Hier wird spielerische Liebe als Partnerschaft angesehen ohne Verbindlichkeit, sie kann daher auch als unverbindliche Liebe bezeichnet werden. Diese Art von Liebe beruht hauptsächlich auf Sexualität und Vergnügen. Sie ist charakterisiert durch One-Night-Stands, durch wechselnde Sexualpartner, Untreue bzw. parallele Beziehungen. Dies stellt natürlich die Frage, ob das tatsächlich Liebe ist. Allerdings können Menschen durchaus Liebe zu einem Menschen empfinden, und bald darauf zu einem anderen. Vom Ayurveda her könnte man diese Form der unverbindlichen Liebe als Manifestation des Vata Prinzips bezeichnen.

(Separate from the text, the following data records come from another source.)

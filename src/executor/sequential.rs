//! Sequential executor: one step at a time in topological order.

use super::{runner, ExecutionContext, Executor};
use crate::core::RunResult;
use crate::dag::Dag;
use crate::errors::{FlowdagError, StepError, StepFailure};
use async_trait::async_trait;
use serde_json::Value;
use std::collections::HashMap;
use tracing::{info, warn};

/// Runs every step on the calling task, in topological order.
///
/// Deterministic: given the same graph and pure callables, two runs
/// produce identical outputs in identical order.
#[derive(Debug, Clone, Copy, Default)]
pub struct SequentialExecutor;

impl SequentialExecutor {
    /// Creates a new sequential executor.
    #[must_use]
    pub fn new() -> Self {
        Self
    }
}

#[async_trait]
impl Executor for SequentialExecutor {
    async fn execute(&self, dag: &Dag, ctx: &ExecutionContext) -> Result<RunResult, FlowdagError> {
        let sorted = dag.sorted_steps()?;
        let mut results = RunResult::new();
        let mut outputs: HashMap<String, Value> = HashMap::new();

        info!(
            run_id = %results.run_id(),
            steps = sorted.len(),
            "starting sequential run"
        );

        for step in sorted {
            let input = runner::marshal_input(step, &outputs, ctx.initial_input.as_ref());
            let result = runner::run_step(step, input, ctx.cache.as_ref(), ctx.force).await;

            if result.status.is_failure() {
                let source = result
                    .error
                    .clone()
                    .unwrap_or_else(|| StepFailure::new("step failed"));
                let name = result.name.clone();
                results.record(result);
                results.finish();
                warn!(run_id = %results.run_id(), step = %name, "aborting run");
                return Err(StepError::new(name, source, results).into());
            }

            outputs.insert(
                step.name().to_string(),
                result.output.clone().unwrap_or(Value::Null),
            );
            results.record(result);
        }

        results.finish();
        info!(run_id = %results.run_id(), "run complete");
        Ok(results)
    }
}

#[cfg(test)]
mod tests {
    use super::*;
    use crate::step::{FnStep, Step, StepOptions};
    use serde_json::json;
    use std::sync::Arc;

    fn constant(name: &str, deps: &[&str], value: Value) -> Step {
        Step::new(
            name,
            deps.iter().copied(),
            Arc::new(FnStep::new(move |_| Ok(value.clone()))),
            StepOptions::new(),
        )
    }

    #[tokio::test]
    async fn test_executes_in_topological_order() {
        let mut dag = Dag::new();
        dag.add(constant("fetch", &[], json!([1, 2, 3]))).unwrap();
        dag.add(Step::new(
            "transform",
            ["fetch"],
            Arc::new(FnStep::new(|input| {
                let doubled: Vec<i64> = input
                    .as_one()
                    .and_then(Value::as_array)
                    .map(|xs| xs.iter().filter_map(Value::as_i64).map(|x| x * 2).collect())
                    .unwrap_or_default();
                Ok(json!(doubled))
            })),
            StepOptions::new(),
        ))
        .unwrap();

        let results = SequentialExecutor::new()
            .execute(&dag, &ExecutionContext::new())
            .await
            .unwrap();

        assert!(results.success());
        assert_eq!(
            results.get("transform").unwrap().output,
            Some(json!([2, 4, 6]))
        );

        let fetch = results.get("fetch").unwrap();
        let transform = results.get("transform").unwrap();
        assert!(fetch.finished_at <= transform.started_at);
    }

    #[tokio::test]
    async fn test_failure_aborts_with_partial_results() {
        let mut dag = Dag::new();
        dag.add(constant("first", &[], json!("ok"))).unwrap();
        dag.add(Step::new(
            "second",
            ["first"],
            Arc::new(FnStep::new(|_| Err(StepFailure::new("boom")))),
            StepOptions::new(),
        ))
        .unwrap();
        dag.add(constant("third", &["second"], json!("never"))).unwrap();

        let err = SequentialExecutor::new()
            .execute(&dag, &ExecutionContext::new())
            .await
            .unwrap_err();

        match err {
            FlowdagError::Step(step_err) => {
                assert_eq!(step_err.step, "second");
                assert_eq!(step_err.partial.len(), 2);
                assert!(step_err.partial.get("first").unwrap().is_success());
                assert!(step_err.partial.get("second").unwrap().is_failed());
                assert!(step_err.partial.get("third").is_none());
            }
            other => panic!("expected Step error, got {other:?}"),
        }
    }

    #[tokio::test]
    async fn test_initial_input_reaches_roots() {
        let mut dag = Dag::new();
        dag.add(Step::new(
            "seeded",
            Vec::<String>::new(),
            Arc::new(FnStep::new(|input| {
                Ok(json!(input.as_one().and_then(Value::as_i64).unwrap_or(0) + 1))
            })),
            StepOptions::new(),
        ))
        .unwrap();

        let ctx = ExecutionContext {
            initial_input: Some(json!(41)),
            ..ExecutionContext::new()
        };
        let results = SequentialExecutor::new().execute(&dag, &ctx).await.unwrap();

        assert_eq!(results.get("seeded").unwrap().output, Some(json!(42)));
    }

    #[tokio::test]
    async fn test_empty_dag_runs_to_empty_result() {
        let dag = Dag::new();
        let results = SequentialExecutor::new()
            .execute(&dag, &ExecutionContext::new())
            .await
            .unwrap();

        assert!(results.is_empty());
        assert!(results.success());
    }
}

In den 1960er Jahren, im Kontext der sexuellen Revolution, gab es das Ideal der freien Liebe, worunter eben die unverbindliche Liebe verstanden wurde. "Wer zweimal mit der gleichen pennt gehört schon zum Establishment", war eine der Redensarten der Zeit. Es hat sich jedoch gezeigt, dass die Menschen mit dieser Art der unverbindlichen Liebe nicht glücklich wurden, im Gegenteil innere Verletzungen davon trugen. So ist heute wieder die romantische Liebe, die verbindliche Liebe, das Ideal der meisten Menschen.
Dennoch gilt: Es gibt eine gewisse Anzahl von Menschen für welche die unverbindliche Liebe in der Partnerschaft und Sexualität ihr vorherrschender Liebesstil ist und die damit auch glücklich zu sein scheinen. Wichtig ist, dass das für beide Partner so ok ist. Unverbindliche Liebe scheint unter homosexuellen Menschen häufiger vorzukommen als unter heterosexuellen. Eventuell ist das aber nur ein Phänomen von überkommenen Konventionen und wird sich mit der Verbreitung und Akzeptanz der Homo-Ehe ändern.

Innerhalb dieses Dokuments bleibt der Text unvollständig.